Collected data entries:
····················

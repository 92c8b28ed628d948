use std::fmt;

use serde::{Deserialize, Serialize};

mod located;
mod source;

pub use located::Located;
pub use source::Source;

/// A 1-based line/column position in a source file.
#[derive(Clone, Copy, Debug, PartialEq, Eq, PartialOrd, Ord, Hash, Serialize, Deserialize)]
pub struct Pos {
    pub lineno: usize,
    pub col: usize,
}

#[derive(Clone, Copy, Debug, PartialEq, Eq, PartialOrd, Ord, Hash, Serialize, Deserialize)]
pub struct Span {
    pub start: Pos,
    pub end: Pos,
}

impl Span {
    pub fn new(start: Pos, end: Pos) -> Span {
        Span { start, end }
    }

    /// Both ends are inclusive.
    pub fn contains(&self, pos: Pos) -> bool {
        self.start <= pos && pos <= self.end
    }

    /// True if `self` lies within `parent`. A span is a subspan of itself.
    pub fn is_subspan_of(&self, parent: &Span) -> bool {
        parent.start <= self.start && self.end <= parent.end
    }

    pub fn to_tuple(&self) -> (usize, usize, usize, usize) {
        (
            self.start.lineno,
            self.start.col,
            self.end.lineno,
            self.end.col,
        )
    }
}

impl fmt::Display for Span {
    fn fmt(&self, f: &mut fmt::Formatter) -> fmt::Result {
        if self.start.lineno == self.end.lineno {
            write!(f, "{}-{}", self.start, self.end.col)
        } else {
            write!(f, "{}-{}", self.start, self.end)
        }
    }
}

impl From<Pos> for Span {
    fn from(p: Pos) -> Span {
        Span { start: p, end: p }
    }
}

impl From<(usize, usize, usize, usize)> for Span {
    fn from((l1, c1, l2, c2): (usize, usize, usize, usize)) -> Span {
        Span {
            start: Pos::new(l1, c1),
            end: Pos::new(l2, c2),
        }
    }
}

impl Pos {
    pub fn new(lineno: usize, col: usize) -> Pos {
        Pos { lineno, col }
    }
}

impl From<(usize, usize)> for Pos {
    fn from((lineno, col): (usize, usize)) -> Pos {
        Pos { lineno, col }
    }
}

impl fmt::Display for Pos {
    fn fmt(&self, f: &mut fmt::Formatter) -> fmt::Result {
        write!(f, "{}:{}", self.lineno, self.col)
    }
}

····················

Repeat the line that contains "impl fmt::Display for Span", then every line after it until the records end, with nothing added.

ANSWER SPACE
impl fmt::Display for Span {
    fn fmt(&self, f: &mut fmt::Formatter) -> fmt::Result {
        if self.start.lineno == self.end.lineno {
            write!(f, "{}-{}", self.start, self.end.col)
        } else {
            write!(f, "{}-{}", self.start, self.end)
        }
    }
}

impl From<Pos> for Span {
    fn from(p: Pos) -> Span {
        Span { start: p, end: p }
    }
}

impl From<(usize, usize, usize, usize)> for Span {
    fn from((l1, c1, l2, c2): (usize, usize, usize, usize)) -> Span {
        Span {
            start: Pos::new(l1, c1),
            end: Pos::new(l2, c2),
        }
    }
}

impl Pos {
    pub fn new(lineno: usize, col: usize) -> Pos {
        Pos { lineno, col }
    }
}

impl From<(usize, usize)> for Pos {
    fn from((lineno, col): (usize, usize)) -> Pos {
        Pos { lineno, col }
    }
}

impl fmt::Display for Pos {
    fn fmt(&self, f: &mut fmt::Formatter) -> fmt::Result {
        write!(f, "{}:{}", self.lineno, self.col)
    }
}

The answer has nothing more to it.